Jan Zahradníček (1905 – 1960) : Lettre à ma femme
Lettre à ma femme
Tu parles et te souviens.
Tu ignores où je suis, et n’imagine pas
que je suis assis ici, les mains vides,
hôte d’une sournoiserie hostile,
pour qui le soleil est devenu une rareté
et qui, tel Dante dans son enfer,
ne verra pas de sitôt d’étoiles,
ni la lune, le vent dans les arbres, pas plus que ton sourire chargé d’été.

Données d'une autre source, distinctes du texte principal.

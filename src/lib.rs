//! pgbeat - PostgreSQL-backed scheduling and durable subscription primitives
//!
//! This crate provides the infrastructure layer shared by higher-level
//! event-sourcing and messaging components. The key pieces are:
//!
//! ## Scheduling
//!
//! - [`Scheduler`]: cluster-coordinated job scheduler. A fenced lock elects
//!   one leader per lock name; only the leader installs and runs jobs,
//!   either as `pg_cron` rows or as in-process fixed-rate tasks.
//! - [`TtlManager`]: periodic DELETE-by-predicate jobs against user
//!   tables, built on the scheduler.
//!
//! ## Subscriptions
//!
//! - [`BatchedSubscription`]: non-exclusive batched catch-up subscription
//!   over an event store, with a durable resume point and in-place reset.
//!
//! ## Foundation
//!
//! - [`postgres`]: identifier validation (first line of defense against
//!   SQL injection in identifier positions) and error classification.
//! - [`lock`]: the fenced-lock interface the scheduler consumes.
//! - [`config`]: environment-based configuration.

pub mod config;
pub mod eventstore;
pub mod lock;
pub mod network;
pub mod postgres;
pub mod retry;
pub mod scheduler;
pub mod subscription;
pub mod ttl;

// Configuration
pub use config::{Config, DEFAULT_LOCK_NAME};

// Leader election
pub use lock::{FencedLockManager, LockEvent, LockName};

// Scheduler
pub use scheduler::{
    ExecutorJob, ExecutorJobEntry, ExecutorScheduledJobRepository, FixedDelay, PgCronEntry,
    PgCronJob, PgCronJobRunDetails, PgCronRepository, Scheduler, SchedulerConfig, SchedulerError,
    SchedulerResult,
};

// TTL
pub use ttl::{
    DefaultTtlJobAction, FunctionCall, ScheduleConfiguration, TtlJobAction, TtlJobDefinition,
    TtlManager, DEFAULT_TTL_FUNCTION_NAME,
};

// Event store interface
pub use eventstore::{
    AggregateType, EventStore, GlobalEventOrder, PersistedEvent, SubscriberId, Tenant,
};

// Subscriptions
pub use subscription::{
    BatchedEventHandler, BatchedSubscription, DurableSubscriptionRepository,
    EventStoreSubscription, PostgresDurableSubscriptionRepository, SubscriptionConfig,
    SubscriptionError, SubscriptionResult, SubscriptionResumePoint, UnsubscribeCallback,
};

// Retry policies
pub use retry::{Backoff, RetryBackoff};
impl TtlManager {
    pub fn new(scheduler: Scheduler, pool: PgPool) -> Self {
        Self {
            scheduler,
            pool,
            function_name: DEFAULT_TTL_FUNCTION_NAME.to_string(),
            definitions: Mutex::new(Vec::new()),
            started: AtomicBool::new(false),
        }
    }

    /// Overrides the installed function name. Fails when the name is not a
    /// valid function identifier.
    pub fn with_function_name(mut self, function_name: impl Into<String>) -> SchedulerResult<Self> {
        let function_name = function_name.into();
        if !postgres::is_valid_function_name(&function_name) {
            return Err(SchedulerError::InvalidFunctionName(function_name));
        }
        self.function_name = function_name;
        Ok(self)
    }

    /// Registers a TTL job. Scheduled immediately when the manager is
    /// started; queued until [`start`](TtlManager::start) otherwise.
    /// Definitions with an already-registered job name are ignored.
    pub async fn schedule_ttl_job(&self, definition: TtlJobDefinition) -> SchedulerResult<()> {
        {
            let mut definitions = self.definitions.lock().expect("ttl definitions poisoned");
            if definitions
                .iter()
                .any(|existing| existing.action.job_name() == definition.action.job_name())
            {
                info!(job = %definition.action.job_name(), "ttl job already registered");
                return Ok(());
            }
            debug!(job = %definition.action.job_name(), "registering ttl job");
            definitions.push(definition.clone());
        }

        if self.started.load(Ordering::SeqCst) {
            self.schedule_job(&definition).await
        } else {
            info!(
                job = %definition.action.job_name(),
                "manager not started; ttl job will be scheduled on start"
            );
            Ok(())
        }
    }

    /// Starts the manager: installs the delete function idempotently, then
    /// schedules every queued definition. Idempotent.
    pub async fn start(&self) -> SchedulerResult<()> {
        if self.started.swap(true, Ordering::SeqCst) {
            return Ok(());
        }
        info!(function = %self.function_name, "starting ttl manager");

        if let Err(err) = self.initialize_ttl_function().await {
            self.started.store(false, Ordering::SeqCst);
            return Err(err);
        }

        let definitions = self
            .definitions
            .lock()
            .expect("ttl definitions poisoned")
            .clone();
        info!(count = definitions.len(), "scheduling ttl job definitions");
        for definition in &definitions {
            // One bad definition must not block the rest.
            if let Err(err) = self.schedule_job(definition).await {
                warn!(
                    job = %definition.action.job_name(),
                    error = %err,
                    "failed to schedule ttl job"
                );
            }
        }
        Ok(())
    }

    pub fn stop(&self) {
        if self.started.swap(false, Ordering::SeqCst) {
            info!("stopped ttl manager");
        }
    }

    pub fn is_started(&self) -> bool {
        self.started.load(Ordering::SeqCst)
    }

    async fn schedule_job(&self, definition: &TtlJobDefinition) -> SchedulerResult<()> {
        definition.action.validate()?;

        if let ScheduleConfiguration::Cron { expression, .. } = &definition.schedule {
            if self.scheduler.is_pg_cron_available() {
                let call = definition.action.function_call();
                self.scheduler
                    .schedule_pg_cron_job(PgCronJob::new(
                        definition.action.job_name(),
                        call.function_name,
                        call.args,
                        expression.clone(),
                    ))
                    .await;
                return Ok(());
            }
            warn!(
                job = %definition.action.job_name(),
                "pg_cron not available; falling back to fixed-delay scheduling"
            );
        }

        let fixed_delay = definition.schedule.to_fixed_delay()?;
        let action = Arc::clone(&definition.action);
        let pool = self.pool.clone();
        let job = ExecutorJob::new(definition.action.job_name(), fixed_delay, move || {
            let action = Arc::clone(&action);
            let pool = pool.clone();
            async move { action.execute_directly(&pool).await }
        });
        self.scheduler.schedule_executor_job(job).await;
        Ok(())
    }

    /// Installs the generic delete function. `%I` quotes the table
    /// identifier; the predicate is spliced verbatim by `%s` and is the
    /// caller's responsibility.
    async fn initialize_ttl_function(&self) -> SchedulerResult<()> {
        if !postgres::is_valid_function_name(&self.function_name) {
            return Err(SchedulerError::InvalidFunctionName(
                self.function_name.clone(),
            ));
        }
        let sql = format!(
            r#"
            CREATE OR REPLACE FUNCTION {function_name}(p_table_name text, p_delete_statement text)
            RETURNS void AS $$
            BEGIN
                EXECUTE format('DELETE FROM %I WHERE %s', p_table_name, p_delete_statement);
            END;
            $$ LANGUAGE plpgsql
            "#,
            function_name = self.function_name
        );
        let mut tx = self.pool.begin().await?;
        sqlx::query(&sql).execute(&mut *tx).await?;
        tx.commit().await?;
        debug!(function = %self.function_name, "ttl delete function installed");
        Ok(())
    }
}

Tu ignores où je suis, alors que moi, si près,
j’entendrais pour un peu comme tu passes en silence
devant les objets chers et familiers
pour ne pas réveiller les enfants. Il est tôt,
le soleil commence à brûler.
Cet immense soleil de vacances, de moisson,
gronde dans les rues et moi, dans ma cellule, je crois comprendre
que tout le monde là-bas, dehors, part pour une fête.
Pourquoi, sinon, s’exciteraient-ils tant en parlant, pourquoi seraient-ils si
pressés,
en faisant vibrer tous les trottoirs ? J’entends cette fraîcheur de leurs pas,
cette impatience,
comme s’ils eussent prêté foi aux rêves des enfants
et couraient maintenant pour connaître
la vérité sur le miracle.
Toi aussi tu es là, quelque part. A l’église,
puis faire des courses. Tu te fais des soucis pour les enfants.
Que d’apparitions ne t’ont-ils pas données,
de miracles dont tu as la preuve.
Tu ne doutes d’aucun,
tu les garde tous en mémoire et aimerais tant m’en parler
si seulement j’étais de retour.
Le petit se tourmente tant
pour moi, m’écris-tu.
Console-le, cesse de pleurer. Les journées de toute façon s’écourtent.
Le temps des décisions approche, quoi qu’il arrive.
Nous ne sommes pas seuls à souffrir ainsi, penses-y. Pense à toutes ces
ruines
de familles défaites, à toutes ces braises qui s’éteignent.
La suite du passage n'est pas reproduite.